Some, however, still accuse Maliki of being a hypocrite, saying that he would
not have been elected prime minister had he not been a Shi'ite, allied to both
the United States and Iran. They remember only too well his systematic campaign
to bloc the professional mobility of Iraqi Sunnis in the Iraqi civil service
and government - a reality that Maliki acknowledges, yet claims is now a thing
of the past.
He even called for reconciliation with supporters of Saddam - mainly Sunnis -
arguing, “We should reconcile with those who made mistakes, who are forced and
obliged at one time to be on the side of the former regime during a time of
hardship in Iraq's history."
Last week, Saddam's former foreign minister and vice president Tarek Aziz was
declared innocent of charges brought against him of killing Muslims at prayer
in 1999, only to be convicted on Wednesday of killing 42 Iraqi merchants under
Saddam and sentenced to 15 years in jail. The tribal leaders, nodding to
Maliki's words, conditioned that for them to turn a new page with the prime
minister, they needed a general amnesty, setting thousands of Sunnis free, and
more say for them in the decision-making process. They also demanded he abolish
the 2003 de-Ba'athification laws, which collectively punished all Ba'athists,
even junior members of the party, for having served under Saddam.
Reality on the ground, however, seemed different from Maliki's promises. Last
week, Saddam's top man and half-brother Ali Hassan al-Majid, known as "Chemical
Ali" was sentenced to death for the third time for crimes committed during the
previous regime. Former Iraqi vice president Izzat al-Douri, the last surviving
top official of the Saddam era, flatly rejected Maliki's reconciliation offer,
saying that there can be no peace with Maliki so long as the Americans are
still in Iraq.
Skeptics argue that the only reason Aziz was pardoned in the initial case of
the Muslim prayer, under Maliki's watchful eye, was because he was a Christian,
and the world did not want a Christian figure to be implicated in murdering
Muslims at Friday prayer, regardless if he was guilty or not.
Last Friday, six men were arrested in Baaqouba, accused of belonging to the
Ba'ath Party, which is banned under the 2005 constitution. Twenty-four hours
later, two clerics were arrested from the Sunni community, and no charges were
brought against them, while the Ministry of Interior denied knowledge of their
arrest. Sunni and Shi'ite tribal leaders were killed in Abu Ghraib near the
infamous prison, also last week, when a suicide bomber struck, killing no less
than 32 people, including security officials and journalists. Another attack
took place simultaneously outside the Baghdad Police Academy, where a suicide
bomber detonated an explosive belt, killing 28 people.

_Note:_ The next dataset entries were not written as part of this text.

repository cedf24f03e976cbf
use chrono::{FixedOffset, Local, Offset};
use shared::models::{Message, MessageRole};
use yew::{Html, Properties, classes, function_component, html};

use super::source_list::SourceList;

#[derive(Properties, PartialEq, Clone)]
pub struct MessageBubbleProps {
    pub message: Message,
}

const fn role_classes(role: MessageRole) -> &'static str {
    match role {
        MessageRole::User => "bg-blue-500 text-white rounded-br-none",
        MessageRole::Assistant => "bg-white text-gray-800 rounded-bl-none shadow-sm",
    }
}

fn viewer_offset() -> FixedOffset {
    Local::now().offset().fix()
}

#[function_component(MessageBubble)]
pub fn message_bubble(props: &MessageBubbleProps) -> Html {
    let message = &props.message;
    let align = match message.role {
        MessageRole::User => "justify-end",
        MessageRole::Assistant => "justify-start",
    };

    // Stored timestamps are UTC; localization happens here and only here.
    let created_at = message.created_at.localize(viewer_offset());

    html! {
        <div class={classes!("flex", align)}>
            <div class="flex flex-col max-w-[80%]">
                <div class={classes!("rounded-2xl", "px-4", "py-2", role_classes(message.role))}>
                    <p>{ message.content.clone() }</p>
                    { if message.role == MessageRole::Assistant {
                        html! { <SourceList sources={message.sources.clone()} /> }
                    } else {
                        html! {}
                    }}
                </div>
                <span class="text-xs text-gray-400 mt-1">
                    { created_at.display() }
                </span>
            </div>
        </div>
    }
}
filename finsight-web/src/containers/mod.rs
pub(crate) mod header;
pub(crate) mod layout;
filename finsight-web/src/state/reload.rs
use shared::models::ConversationToken;

/// What the message store must do when the location token changes.
#[derive(Debug, Clone, Copy, PartialEq, Eq)]
pub enum LoadAction {
    /// Fetch the conversation's messages from the backend.
    Load,
    /// Drop the list (and any error banner); nothing to fetch.
    Clear,
    /// The in-memory list is already consistent; leave it alone.
    Keep,
}

/// Suppresses the re-fetch that would otherwise follow a self-initiated
/// navigation.
///
/// After a send adopts a minted token or a history row is selected, the
/// message list is already consistent with the destination, so the
/// token-change reload must be skipped exactly once. The suppression is
/// scoped to the token it was armed for: a navigation to any other token
/// discards it and loads normally, so an armed-but-unconsumed suppression
/// (the location never actually changed) cannot leak into a later
/// navigation.
#[derive(Debug, Default)]
pub struct ReloadGuard {
    suppressed: Option<ConversationToken>,
}

impl ReloadGuard {
    /// Arm the guard before navigating to `token` with consistent state.
    pub fn suppress(&mut self, token: &ConversationToken) {
        self.suppressed = Some(token.clone());
    }

    /// Decide the store action for the now-active `token`, consuming any
    /// armed suppression.
    pub fn resolve(&mut self, token: &ConversationToken) -> LoadAction {
        let suppressed = self.suppressed.take();
        if suppressed.as_ref() == Some(token) {
            LoadAction::Keep
        } else if token.is_empty() {
            LoadAction::Clear
        } else {
            LoadAction::Load
        }
    }
}

#[cfg(test)]
mod tests {
    use super::*;
    use crate::state::fence::TokenFence;
    use crate::state::send::SendPhase;

    #[test]
    fn test_mount_loads_active_conversation() {
        let mut guard = ReloadGuard::default();
        assert_eq!(
            guard.resolve(&ConversationToken::new("tok-1")),
            LoadAction::Load
        );
    }

    #[test]
    fn test_home_clears() {
        let mut guard = ReloadGuard::default();
        assert_eq!(guard.resolve(&ConversationToken::default()), LoadAction::Clear);
    }

    #[test]
    fn test_self_initiated_navigation_keeps_state() {
        let token = ConversationToken::new("tok-1");
        let mut guard = ReloadGuard::default();

        guard.suppress(&token);
        assert_eq!(guard.resolve(&token), LoadAction::Keep);
    }

    #[test]
    fn test_suppression_consumed_once() {
        let token = ConversationToken::new("tok-1");
        let mut guard = ReloadGuard::default();

        guard.suppress(&token);
        assert_eq!(guard.resolve(&token), LoadAction::Keep);
        // A later arrival at the same token (browser back/forward) loads.
        assert_eq!(guard.resolve(&token), LoadAction::Load);
    }

    #[test]
    fn test_unconsumed_suppression_does_not_leak_to_home() {
        // Re-selecting the already-active conversation arms the guard but
        // the location never changes, so nothing consumes it. Going home
        // afterwards must still clear the list.
        let active = ConversationToken::new("tok-1");
        let mut guard = ReloadGuard::default();

        guard.suppress(&active);
        assert_eq!(guard.resolve(&ConversationToken::default()), LoadAction::Clear);
        // And the stale arm is gone for good.
        assert_eq!(guard.resolve(&active), LoadAction::Load);
    }

    #[test]
    fn test_unconsumed_suppression_does_not_leak_to_other_conversation() {
        let mut guard = ReloadGuard::default();

        guard.suppress(&ConversationToken::new("tok-1"));
        assert_eq!(
            guard.resolve(&ConversationToken::new("tok-2")),
            LoadAction::Load
        );
    }

    #[test]
    fn test_first_send_adopts_minted_token() {
        // A send from a fresh conversation: one gate, one fence, and a
        // reload-free adoption of the minted token.
        let home = ConversationToken::default();
        let mut guard = ReloadGuard::default();
        assert_eq!(guard.resolve(&home), LoadAction::Clear);

        let phase = SendPhase::Idle.begin().unwrap();
        let fence = TokenFence::capture(&home);

        // Response arrives while the empty token is still active.
        assert!(fence.admits(&home));
        assert_eq!(phase.settle(), SendPhase::Idle);

        let minted = ConversationToken::new("tok-1");
        guard.suppress(&minted);
        assert_eq!(guard.resolve(&minted), LoadAction::Keep);
    }
}
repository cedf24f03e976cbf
pub(crate) mod chat_history;
pub(crate) mod composer;
pub(crate) mod file_upload;
pub(crate) mod message_bubble;
pub(crate) mod message_list;
pub(crate) mod source_list;
pub(crate) mod typing_indicator;

// Re-export components for convenience
pub use chat_history::ChatHistory;
pub use composer::Composer;
pub use file_upload::FileUpload;
pub use message_list::MessageList;
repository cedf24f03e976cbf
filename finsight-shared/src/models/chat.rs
use serde::{Deserialize, Serialize};

use super::{ConversationToken, SourceRef, Timestamp};

/// Request body for `POST chat`.
#[derive(Debug, Clone, Serialize, Deserialize, PartialEq, Eq)]
pub struct ChatRequest {
    /// The user's question, as typed.
    pub question: String,

    /// Token of the conversation the question belongs to. Empty means
    /// "start a new conversation"; the server mints a token in that case.
    pub conversation_token: ConversationToken,
}

/// Response body for `POST chat`.
#[derive(Debug, Clone, Serialize, Deserialize, PartialEq)]
pub struct ChatResponse {
    /// The assistant's answer.
    pub answer: String,

    /// Cited passages backing the answer, relevance-ordered.
    #[serde(default)]
    pub sources: Vec<SourceRef>,

    /// Seconds spent producing the answer.
    #[serde(default)]
    pub processing_time: f64,

    /// The token of the conversation the exchange was stored under. Replaces
    /// the client's active token (the server may have minted it).
    pub conversation_token: ConversationToken,

    /// Server-side creation time of the assistant message, in UTC.
    pub created_at: Option<Timestamp>,
}

#[cfg(test)]
mod tests {
    use super::*;

    #[test]
    fn test_request_with_empty_token() {
        let request = ChatRequest {
            question: "What is the total revenue?".to_string(),
            conversation_token: ConversationToken::default(),
        };

        let json = serde_json::to_string(&request).unwrap();
        assert!(json.contains("\"conversation_token\":\"\""));
        assert!(json.contains("What is the total revenue?"));
    }

    #[test]
    fn test_response_with_minted_token() {
        let json = r#"{
            "answer": "Total revenue for 2025 was 10.2M.",
            "sources": [{"content": "Revenue: 10.2M", "page": 2, "score": 0.87}],
            "processing_time": 1.42,
            "conversation_token": "tok-1",
            "created_at": "2025-03-08T14:30:05Z"
        }"#;

        let response: ChatResponse = serde_json::from_str(json).unwrap();
        assert_eq!(response.conversation_token.as_str(), "tok-1");
        assert_eq!(response.sources.len(), 1);
        assert!(response.created_at.is_some());
    }

    #[test]
    fn test_response_without_sources_or_created_at() {
        let json = r#"{"answer": "...", "conversation_token": "tok-9"}"#;

        let response: ChatResponse = serde_json::from_str(json).unwrap();
        assert!(response.sources.is_empty());
        assert!(response.created_at.is_none());
        assert_eq!(response.processing_time, 0.0);
    }
}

Maliki is learning what it means to serve as a prime minister for all of Iraq,
not just for his allies and the Shi'ite community. He is doing what it takes to
show Iraqis that the central government is there for all of them, but yet it
must be obeyed.
His allies are calling on the world to give him a last chance, to prove that
from now on, he will govern neither by sect nor by ethnicity - in anticipation
of a US troop withdrawal, according to the Security of Forces Agreement, in
2010. The question that remains: why did Maliki change? Was it serious
evaluation of previous policies, or is it fear of what the future might hold,
when the Americans, who have bolstered him since 2006, start leaving in the
summer of 2009?
Sami Moubayed is editor-in-chief of Forward Magazine in Syria.